▶ [ACTIVITY]:
Where the string "waiting" occurs in the material below, report the whole line.

▶ [PROVIDED DATA]:
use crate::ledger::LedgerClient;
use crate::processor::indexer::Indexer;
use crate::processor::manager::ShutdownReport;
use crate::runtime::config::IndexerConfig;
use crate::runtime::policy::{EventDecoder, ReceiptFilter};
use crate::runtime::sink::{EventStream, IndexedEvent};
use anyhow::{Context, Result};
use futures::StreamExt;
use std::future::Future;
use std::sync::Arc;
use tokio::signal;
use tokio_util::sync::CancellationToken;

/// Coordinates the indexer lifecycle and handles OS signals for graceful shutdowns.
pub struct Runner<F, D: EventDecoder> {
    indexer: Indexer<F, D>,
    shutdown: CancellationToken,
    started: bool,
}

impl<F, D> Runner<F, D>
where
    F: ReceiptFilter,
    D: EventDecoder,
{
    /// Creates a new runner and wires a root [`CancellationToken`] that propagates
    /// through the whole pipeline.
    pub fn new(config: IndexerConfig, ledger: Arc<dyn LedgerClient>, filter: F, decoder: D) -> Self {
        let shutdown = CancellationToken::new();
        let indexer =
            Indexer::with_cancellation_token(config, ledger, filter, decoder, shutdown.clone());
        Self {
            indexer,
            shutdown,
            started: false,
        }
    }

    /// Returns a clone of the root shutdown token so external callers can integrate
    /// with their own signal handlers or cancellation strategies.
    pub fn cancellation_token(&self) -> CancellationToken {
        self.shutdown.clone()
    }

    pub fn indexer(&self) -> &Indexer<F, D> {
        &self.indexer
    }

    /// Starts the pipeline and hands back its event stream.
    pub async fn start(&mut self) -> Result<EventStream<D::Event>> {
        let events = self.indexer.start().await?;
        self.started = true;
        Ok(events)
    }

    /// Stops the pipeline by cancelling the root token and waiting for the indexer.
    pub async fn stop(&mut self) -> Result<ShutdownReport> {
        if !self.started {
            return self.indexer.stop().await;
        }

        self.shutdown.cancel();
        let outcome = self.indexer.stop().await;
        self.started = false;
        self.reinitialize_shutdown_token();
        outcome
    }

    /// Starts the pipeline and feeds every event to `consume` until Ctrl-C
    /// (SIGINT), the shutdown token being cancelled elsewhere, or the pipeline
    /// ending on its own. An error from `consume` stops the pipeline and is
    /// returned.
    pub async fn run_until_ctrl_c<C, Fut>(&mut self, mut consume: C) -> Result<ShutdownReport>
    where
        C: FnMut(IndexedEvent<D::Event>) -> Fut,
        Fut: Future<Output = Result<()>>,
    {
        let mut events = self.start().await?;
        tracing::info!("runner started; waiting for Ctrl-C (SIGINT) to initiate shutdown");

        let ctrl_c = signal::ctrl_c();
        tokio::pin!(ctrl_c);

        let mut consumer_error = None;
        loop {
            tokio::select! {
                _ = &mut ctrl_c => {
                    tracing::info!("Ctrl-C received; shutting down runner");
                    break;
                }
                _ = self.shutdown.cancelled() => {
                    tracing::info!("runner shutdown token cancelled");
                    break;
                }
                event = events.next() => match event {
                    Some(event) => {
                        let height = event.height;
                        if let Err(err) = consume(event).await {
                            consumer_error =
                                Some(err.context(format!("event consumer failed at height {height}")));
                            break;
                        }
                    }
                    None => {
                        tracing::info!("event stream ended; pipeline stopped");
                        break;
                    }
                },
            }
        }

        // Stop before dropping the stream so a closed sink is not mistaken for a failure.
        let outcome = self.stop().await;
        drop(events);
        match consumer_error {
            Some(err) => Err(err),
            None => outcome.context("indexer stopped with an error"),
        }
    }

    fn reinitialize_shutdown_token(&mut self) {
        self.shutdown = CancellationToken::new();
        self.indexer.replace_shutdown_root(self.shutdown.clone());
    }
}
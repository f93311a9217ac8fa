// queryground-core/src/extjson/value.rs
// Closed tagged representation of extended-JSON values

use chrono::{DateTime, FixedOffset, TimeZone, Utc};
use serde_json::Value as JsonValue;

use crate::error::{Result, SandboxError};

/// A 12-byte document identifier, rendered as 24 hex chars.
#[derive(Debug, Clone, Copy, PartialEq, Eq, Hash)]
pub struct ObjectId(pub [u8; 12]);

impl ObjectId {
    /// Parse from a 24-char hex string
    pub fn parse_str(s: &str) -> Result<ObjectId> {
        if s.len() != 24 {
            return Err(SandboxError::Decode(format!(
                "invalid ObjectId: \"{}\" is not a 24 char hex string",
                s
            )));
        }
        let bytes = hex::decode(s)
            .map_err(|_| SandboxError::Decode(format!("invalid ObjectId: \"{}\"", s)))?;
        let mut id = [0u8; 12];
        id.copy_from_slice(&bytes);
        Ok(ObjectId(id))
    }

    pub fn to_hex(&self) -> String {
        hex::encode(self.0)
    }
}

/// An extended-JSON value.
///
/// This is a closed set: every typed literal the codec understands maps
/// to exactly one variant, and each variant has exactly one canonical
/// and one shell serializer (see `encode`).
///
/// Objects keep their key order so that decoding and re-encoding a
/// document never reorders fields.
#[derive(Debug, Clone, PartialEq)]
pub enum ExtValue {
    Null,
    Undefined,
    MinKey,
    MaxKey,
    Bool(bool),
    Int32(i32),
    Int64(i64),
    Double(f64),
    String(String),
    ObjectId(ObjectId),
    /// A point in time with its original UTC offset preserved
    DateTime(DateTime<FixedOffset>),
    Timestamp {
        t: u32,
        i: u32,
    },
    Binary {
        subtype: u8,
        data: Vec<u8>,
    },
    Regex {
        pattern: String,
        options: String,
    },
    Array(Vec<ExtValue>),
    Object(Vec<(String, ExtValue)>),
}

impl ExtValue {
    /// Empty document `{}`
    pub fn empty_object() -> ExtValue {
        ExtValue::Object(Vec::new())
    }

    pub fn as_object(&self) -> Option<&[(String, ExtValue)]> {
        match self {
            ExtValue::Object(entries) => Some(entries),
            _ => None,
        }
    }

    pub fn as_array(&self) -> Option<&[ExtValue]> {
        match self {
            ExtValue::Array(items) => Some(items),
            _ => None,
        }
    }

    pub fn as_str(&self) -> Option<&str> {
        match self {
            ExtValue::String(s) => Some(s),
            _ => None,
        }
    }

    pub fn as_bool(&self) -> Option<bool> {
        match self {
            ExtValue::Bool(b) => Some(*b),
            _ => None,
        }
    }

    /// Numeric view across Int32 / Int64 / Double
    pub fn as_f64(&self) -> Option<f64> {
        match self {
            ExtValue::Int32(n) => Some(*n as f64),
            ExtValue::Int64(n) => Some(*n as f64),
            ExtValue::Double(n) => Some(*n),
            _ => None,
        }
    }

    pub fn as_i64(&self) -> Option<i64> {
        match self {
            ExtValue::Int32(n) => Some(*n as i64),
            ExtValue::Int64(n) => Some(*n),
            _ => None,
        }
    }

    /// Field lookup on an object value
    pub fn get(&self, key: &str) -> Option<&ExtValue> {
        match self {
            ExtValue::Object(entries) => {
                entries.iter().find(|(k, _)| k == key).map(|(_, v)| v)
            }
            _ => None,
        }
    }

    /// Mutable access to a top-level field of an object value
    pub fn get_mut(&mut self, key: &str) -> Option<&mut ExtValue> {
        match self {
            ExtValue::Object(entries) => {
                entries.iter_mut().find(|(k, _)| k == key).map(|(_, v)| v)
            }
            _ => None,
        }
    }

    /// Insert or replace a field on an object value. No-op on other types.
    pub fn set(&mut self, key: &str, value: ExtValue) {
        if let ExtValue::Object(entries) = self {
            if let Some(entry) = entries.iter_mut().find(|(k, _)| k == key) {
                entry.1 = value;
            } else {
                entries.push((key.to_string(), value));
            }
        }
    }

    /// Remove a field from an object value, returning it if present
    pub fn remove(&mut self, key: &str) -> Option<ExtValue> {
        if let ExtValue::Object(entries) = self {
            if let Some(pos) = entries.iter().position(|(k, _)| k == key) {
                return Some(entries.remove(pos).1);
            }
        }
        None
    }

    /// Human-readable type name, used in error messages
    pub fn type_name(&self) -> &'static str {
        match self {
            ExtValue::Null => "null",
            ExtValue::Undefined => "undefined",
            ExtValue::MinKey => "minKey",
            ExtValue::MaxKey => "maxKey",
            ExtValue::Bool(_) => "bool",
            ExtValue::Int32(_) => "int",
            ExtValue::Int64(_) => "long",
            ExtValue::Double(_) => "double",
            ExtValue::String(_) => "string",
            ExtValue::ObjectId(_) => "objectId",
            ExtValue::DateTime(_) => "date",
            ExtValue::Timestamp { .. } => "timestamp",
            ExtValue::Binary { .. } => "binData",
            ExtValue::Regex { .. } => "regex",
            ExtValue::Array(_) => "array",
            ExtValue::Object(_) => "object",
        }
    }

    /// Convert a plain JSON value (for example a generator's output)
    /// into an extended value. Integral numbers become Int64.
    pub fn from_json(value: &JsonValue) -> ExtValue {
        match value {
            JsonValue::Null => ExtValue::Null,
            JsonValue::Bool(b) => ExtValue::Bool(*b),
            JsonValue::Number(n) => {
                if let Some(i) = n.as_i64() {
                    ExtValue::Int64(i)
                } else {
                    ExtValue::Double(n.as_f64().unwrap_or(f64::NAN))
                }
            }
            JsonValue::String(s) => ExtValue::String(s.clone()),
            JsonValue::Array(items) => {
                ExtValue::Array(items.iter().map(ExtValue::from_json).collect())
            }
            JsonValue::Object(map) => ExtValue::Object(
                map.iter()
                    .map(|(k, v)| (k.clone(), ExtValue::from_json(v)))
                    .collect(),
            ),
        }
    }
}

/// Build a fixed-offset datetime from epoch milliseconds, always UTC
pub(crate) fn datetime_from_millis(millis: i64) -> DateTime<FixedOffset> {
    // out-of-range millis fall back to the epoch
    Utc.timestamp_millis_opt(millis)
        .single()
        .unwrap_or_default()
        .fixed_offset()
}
--
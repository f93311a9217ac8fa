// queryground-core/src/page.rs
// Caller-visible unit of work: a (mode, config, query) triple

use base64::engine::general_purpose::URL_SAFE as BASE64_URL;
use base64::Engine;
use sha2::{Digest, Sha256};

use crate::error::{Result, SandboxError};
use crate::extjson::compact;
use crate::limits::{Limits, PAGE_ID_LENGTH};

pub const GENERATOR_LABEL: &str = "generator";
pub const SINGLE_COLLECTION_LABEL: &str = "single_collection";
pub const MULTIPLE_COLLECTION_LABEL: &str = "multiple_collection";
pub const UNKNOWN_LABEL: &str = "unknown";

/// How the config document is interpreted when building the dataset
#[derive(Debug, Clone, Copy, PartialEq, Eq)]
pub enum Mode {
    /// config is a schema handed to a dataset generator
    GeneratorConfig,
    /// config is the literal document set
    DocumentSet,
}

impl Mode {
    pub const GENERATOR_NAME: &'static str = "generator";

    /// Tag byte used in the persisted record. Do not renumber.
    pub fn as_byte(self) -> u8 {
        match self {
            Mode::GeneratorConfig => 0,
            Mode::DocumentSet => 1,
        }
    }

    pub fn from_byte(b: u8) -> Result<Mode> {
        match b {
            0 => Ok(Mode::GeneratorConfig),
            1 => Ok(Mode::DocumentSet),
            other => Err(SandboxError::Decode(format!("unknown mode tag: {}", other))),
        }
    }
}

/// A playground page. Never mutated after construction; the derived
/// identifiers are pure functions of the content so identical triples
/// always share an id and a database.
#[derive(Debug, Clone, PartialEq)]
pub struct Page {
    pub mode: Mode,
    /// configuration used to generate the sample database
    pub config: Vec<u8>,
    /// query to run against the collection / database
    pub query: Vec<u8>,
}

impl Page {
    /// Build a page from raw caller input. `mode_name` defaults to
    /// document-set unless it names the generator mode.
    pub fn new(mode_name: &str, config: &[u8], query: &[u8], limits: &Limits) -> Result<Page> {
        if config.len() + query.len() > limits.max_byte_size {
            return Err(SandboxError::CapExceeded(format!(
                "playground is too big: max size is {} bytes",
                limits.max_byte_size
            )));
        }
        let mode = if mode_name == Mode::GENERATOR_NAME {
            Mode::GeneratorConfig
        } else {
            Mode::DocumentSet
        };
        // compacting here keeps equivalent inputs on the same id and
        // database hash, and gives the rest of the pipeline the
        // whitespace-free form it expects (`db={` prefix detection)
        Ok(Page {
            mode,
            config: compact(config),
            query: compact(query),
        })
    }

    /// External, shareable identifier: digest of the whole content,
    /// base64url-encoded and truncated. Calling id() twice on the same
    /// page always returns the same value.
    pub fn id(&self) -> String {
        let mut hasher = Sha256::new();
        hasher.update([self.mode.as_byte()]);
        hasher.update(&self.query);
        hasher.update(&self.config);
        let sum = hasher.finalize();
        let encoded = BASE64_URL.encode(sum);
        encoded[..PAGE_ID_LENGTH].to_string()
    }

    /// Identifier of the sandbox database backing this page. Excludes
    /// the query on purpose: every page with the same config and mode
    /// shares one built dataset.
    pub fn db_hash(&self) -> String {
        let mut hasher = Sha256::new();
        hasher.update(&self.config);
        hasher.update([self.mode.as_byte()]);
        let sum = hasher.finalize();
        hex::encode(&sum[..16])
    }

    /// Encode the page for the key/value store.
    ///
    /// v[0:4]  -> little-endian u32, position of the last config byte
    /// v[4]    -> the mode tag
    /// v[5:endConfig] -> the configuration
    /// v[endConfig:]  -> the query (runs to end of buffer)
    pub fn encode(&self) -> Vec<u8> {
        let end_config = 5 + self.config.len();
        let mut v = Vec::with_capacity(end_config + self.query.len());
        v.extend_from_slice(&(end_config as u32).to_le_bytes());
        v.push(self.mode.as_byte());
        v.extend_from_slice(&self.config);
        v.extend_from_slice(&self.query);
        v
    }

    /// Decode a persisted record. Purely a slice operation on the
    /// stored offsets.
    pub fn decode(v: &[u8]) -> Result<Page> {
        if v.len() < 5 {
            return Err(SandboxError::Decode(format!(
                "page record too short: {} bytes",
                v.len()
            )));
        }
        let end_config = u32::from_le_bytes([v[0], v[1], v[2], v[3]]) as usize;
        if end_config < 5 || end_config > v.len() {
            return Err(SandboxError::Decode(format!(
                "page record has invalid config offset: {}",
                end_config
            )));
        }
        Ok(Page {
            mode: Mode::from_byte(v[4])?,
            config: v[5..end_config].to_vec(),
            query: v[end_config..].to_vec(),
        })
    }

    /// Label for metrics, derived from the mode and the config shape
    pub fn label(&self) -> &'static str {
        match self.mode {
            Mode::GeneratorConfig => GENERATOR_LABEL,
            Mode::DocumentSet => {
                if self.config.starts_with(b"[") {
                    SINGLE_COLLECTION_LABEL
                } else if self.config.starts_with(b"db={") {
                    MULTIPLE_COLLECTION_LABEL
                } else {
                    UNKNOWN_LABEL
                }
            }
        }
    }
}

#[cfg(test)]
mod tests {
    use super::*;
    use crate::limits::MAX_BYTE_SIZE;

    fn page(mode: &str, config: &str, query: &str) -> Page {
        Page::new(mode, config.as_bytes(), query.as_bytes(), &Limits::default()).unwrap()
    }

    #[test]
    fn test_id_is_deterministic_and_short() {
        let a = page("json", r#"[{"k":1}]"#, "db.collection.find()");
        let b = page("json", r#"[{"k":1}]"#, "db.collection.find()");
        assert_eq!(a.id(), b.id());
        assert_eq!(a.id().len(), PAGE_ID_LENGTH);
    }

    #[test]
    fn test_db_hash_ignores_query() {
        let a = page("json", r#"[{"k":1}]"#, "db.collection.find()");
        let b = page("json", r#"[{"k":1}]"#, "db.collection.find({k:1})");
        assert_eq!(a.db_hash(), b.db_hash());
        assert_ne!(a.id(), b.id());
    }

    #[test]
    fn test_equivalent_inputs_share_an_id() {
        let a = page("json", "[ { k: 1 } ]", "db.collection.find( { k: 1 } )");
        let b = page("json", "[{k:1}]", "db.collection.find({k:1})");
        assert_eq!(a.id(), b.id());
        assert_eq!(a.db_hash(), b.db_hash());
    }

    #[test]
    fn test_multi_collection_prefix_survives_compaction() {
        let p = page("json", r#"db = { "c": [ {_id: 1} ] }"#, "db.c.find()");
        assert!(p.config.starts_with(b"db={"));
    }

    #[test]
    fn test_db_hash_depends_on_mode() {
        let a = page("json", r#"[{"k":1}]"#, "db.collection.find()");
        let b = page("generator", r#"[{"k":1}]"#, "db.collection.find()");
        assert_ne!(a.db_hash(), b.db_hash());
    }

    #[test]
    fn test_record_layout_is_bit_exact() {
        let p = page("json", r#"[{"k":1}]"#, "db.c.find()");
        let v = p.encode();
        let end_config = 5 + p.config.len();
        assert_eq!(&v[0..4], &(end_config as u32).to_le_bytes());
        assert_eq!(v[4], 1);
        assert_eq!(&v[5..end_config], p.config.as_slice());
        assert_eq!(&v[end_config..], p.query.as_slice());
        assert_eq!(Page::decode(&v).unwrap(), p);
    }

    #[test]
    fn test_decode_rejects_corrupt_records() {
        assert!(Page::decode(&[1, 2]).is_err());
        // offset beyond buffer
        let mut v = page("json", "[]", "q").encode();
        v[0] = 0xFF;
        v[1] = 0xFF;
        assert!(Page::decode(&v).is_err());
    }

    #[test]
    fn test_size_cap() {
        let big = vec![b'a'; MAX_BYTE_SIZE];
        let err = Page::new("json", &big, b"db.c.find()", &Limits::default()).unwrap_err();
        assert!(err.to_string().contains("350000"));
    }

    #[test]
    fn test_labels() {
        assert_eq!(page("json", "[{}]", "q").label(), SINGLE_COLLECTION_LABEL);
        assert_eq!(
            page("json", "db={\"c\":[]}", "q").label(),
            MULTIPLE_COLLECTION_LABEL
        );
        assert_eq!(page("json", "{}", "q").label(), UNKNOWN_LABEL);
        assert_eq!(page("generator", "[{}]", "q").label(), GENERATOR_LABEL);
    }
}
--
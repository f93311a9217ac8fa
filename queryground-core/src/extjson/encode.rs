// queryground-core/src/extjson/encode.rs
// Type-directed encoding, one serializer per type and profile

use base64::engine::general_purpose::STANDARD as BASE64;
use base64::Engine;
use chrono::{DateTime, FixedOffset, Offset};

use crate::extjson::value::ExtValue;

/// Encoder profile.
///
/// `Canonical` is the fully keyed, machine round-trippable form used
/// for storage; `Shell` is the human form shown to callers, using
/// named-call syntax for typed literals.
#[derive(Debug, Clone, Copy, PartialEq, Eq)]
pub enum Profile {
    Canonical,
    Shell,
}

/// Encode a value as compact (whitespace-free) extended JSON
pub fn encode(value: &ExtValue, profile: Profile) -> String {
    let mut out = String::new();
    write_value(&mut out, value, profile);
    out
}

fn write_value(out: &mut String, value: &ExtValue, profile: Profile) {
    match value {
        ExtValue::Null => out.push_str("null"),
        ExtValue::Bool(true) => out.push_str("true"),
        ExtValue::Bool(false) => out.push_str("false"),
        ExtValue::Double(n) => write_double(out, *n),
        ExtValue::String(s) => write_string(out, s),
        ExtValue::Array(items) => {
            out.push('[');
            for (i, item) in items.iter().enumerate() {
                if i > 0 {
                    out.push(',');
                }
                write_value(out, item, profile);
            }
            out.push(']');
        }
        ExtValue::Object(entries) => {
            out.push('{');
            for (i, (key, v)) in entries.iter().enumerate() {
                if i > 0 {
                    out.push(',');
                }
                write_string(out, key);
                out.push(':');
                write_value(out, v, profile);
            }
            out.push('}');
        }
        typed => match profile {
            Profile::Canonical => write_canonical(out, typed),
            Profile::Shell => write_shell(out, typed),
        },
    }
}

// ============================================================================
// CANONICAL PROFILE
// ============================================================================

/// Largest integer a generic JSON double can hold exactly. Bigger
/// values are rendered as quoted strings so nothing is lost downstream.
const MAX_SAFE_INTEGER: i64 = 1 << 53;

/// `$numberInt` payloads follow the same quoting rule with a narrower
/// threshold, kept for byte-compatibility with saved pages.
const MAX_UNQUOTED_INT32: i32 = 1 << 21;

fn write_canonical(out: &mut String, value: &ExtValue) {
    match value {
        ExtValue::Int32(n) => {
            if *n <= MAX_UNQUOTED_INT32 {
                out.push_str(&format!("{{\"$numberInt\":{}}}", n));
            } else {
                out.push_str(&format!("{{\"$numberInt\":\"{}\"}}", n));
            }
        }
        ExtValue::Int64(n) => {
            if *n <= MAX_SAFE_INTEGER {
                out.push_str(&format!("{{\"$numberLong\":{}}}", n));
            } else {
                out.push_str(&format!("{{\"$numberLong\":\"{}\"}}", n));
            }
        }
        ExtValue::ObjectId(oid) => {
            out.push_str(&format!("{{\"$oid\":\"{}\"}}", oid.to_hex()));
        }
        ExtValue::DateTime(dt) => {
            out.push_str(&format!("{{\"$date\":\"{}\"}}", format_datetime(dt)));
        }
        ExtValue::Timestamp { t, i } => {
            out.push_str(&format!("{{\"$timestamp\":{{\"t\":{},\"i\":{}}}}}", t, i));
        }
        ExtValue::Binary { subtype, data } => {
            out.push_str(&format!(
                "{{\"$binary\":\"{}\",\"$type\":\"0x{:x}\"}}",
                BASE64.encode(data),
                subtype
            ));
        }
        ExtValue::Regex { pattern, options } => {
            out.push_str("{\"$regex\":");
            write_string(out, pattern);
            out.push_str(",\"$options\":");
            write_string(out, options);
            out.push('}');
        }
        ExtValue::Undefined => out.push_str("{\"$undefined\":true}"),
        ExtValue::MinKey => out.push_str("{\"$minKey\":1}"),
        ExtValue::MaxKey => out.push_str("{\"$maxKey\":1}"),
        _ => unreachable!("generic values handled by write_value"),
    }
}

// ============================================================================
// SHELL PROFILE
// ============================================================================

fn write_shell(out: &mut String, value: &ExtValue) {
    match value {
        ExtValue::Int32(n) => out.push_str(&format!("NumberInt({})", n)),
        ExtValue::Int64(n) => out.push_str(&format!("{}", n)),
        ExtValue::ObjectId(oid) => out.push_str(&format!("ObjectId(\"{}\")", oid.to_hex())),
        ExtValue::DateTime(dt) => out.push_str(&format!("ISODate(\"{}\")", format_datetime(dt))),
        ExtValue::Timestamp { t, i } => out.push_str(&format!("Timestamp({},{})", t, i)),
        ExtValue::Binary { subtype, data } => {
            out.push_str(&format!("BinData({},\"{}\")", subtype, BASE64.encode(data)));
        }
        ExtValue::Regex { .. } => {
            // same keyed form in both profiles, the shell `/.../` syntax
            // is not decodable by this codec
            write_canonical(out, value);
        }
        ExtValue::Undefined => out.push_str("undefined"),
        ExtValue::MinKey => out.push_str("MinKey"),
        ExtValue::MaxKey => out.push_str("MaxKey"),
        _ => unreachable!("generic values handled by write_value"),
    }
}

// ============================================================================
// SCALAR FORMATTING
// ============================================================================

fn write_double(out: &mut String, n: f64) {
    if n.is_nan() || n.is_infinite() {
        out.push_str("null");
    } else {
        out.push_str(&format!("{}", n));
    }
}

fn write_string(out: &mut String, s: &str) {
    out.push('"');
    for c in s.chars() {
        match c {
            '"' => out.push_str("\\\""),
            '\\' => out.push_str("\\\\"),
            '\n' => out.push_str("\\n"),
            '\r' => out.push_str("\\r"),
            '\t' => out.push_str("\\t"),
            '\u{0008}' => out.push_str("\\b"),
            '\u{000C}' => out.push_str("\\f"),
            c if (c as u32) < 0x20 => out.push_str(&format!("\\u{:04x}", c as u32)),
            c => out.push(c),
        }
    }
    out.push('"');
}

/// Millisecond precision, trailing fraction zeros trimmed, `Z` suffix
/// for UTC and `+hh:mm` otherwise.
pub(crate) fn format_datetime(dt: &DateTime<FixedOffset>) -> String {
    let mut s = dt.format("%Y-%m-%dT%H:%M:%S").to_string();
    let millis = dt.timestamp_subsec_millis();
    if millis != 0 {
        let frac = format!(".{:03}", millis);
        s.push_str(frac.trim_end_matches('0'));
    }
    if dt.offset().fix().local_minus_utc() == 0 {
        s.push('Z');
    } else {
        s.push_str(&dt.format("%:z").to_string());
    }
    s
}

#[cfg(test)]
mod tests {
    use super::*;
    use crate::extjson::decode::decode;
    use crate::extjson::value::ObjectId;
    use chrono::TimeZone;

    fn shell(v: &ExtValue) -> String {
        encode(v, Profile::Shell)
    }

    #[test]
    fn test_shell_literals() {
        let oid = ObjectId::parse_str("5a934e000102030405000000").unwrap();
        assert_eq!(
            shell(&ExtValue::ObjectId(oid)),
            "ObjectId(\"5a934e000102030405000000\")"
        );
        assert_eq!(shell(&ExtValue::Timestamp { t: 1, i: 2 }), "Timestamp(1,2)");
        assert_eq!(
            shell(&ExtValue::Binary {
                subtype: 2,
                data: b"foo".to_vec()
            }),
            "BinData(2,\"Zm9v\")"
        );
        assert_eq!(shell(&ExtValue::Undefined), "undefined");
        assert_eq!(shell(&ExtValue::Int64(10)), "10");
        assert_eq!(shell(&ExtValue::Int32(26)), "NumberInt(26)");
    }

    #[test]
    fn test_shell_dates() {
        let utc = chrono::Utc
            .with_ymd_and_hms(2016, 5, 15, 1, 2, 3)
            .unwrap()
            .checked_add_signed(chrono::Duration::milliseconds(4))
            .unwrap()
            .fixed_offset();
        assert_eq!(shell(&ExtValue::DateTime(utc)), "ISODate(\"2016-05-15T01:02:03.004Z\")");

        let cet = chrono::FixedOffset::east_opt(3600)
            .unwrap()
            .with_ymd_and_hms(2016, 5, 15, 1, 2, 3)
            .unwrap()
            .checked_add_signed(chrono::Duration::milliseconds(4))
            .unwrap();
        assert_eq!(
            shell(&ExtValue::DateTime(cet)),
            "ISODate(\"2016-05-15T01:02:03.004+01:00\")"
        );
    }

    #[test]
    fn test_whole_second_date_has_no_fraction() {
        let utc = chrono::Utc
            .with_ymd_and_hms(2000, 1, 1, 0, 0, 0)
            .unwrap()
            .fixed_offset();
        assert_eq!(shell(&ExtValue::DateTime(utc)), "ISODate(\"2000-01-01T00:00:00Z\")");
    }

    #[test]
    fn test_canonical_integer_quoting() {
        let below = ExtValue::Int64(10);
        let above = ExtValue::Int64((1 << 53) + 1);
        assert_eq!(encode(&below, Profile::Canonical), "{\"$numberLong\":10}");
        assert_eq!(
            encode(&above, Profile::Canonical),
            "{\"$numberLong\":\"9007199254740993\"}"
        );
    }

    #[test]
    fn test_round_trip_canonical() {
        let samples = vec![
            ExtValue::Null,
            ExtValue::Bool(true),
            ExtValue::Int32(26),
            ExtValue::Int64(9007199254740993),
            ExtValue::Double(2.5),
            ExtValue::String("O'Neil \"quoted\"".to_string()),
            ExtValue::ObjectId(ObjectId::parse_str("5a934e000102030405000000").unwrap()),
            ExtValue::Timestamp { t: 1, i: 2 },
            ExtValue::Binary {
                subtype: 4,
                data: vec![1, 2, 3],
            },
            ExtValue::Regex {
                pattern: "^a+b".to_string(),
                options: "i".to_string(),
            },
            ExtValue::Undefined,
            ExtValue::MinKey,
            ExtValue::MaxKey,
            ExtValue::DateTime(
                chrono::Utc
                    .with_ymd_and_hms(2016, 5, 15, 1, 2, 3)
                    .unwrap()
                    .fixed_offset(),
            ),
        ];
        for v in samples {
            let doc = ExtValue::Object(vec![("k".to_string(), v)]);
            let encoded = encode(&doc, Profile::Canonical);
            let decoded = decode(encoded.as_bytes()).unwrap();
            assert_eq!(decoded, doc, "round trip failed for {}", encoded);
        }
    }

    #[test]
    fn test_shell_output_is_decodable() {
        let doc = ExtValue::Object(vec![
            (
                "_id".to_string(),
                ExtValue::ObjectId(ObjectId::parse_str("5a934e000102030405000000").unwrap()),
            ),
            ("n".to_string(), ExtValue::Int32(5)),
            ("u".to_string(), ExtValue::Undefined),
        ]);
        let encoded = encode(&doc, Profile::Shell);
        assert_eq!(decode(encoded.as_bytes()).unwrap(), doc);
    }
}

▶ [REPLY TO THE EXERCISE]:
    /// Stops the pipeline by cancelling the root token and waiting for the indexer.
        tracing::info!("runner started; waiting for Ctrl-C (SIGINT) to initiate shutdown");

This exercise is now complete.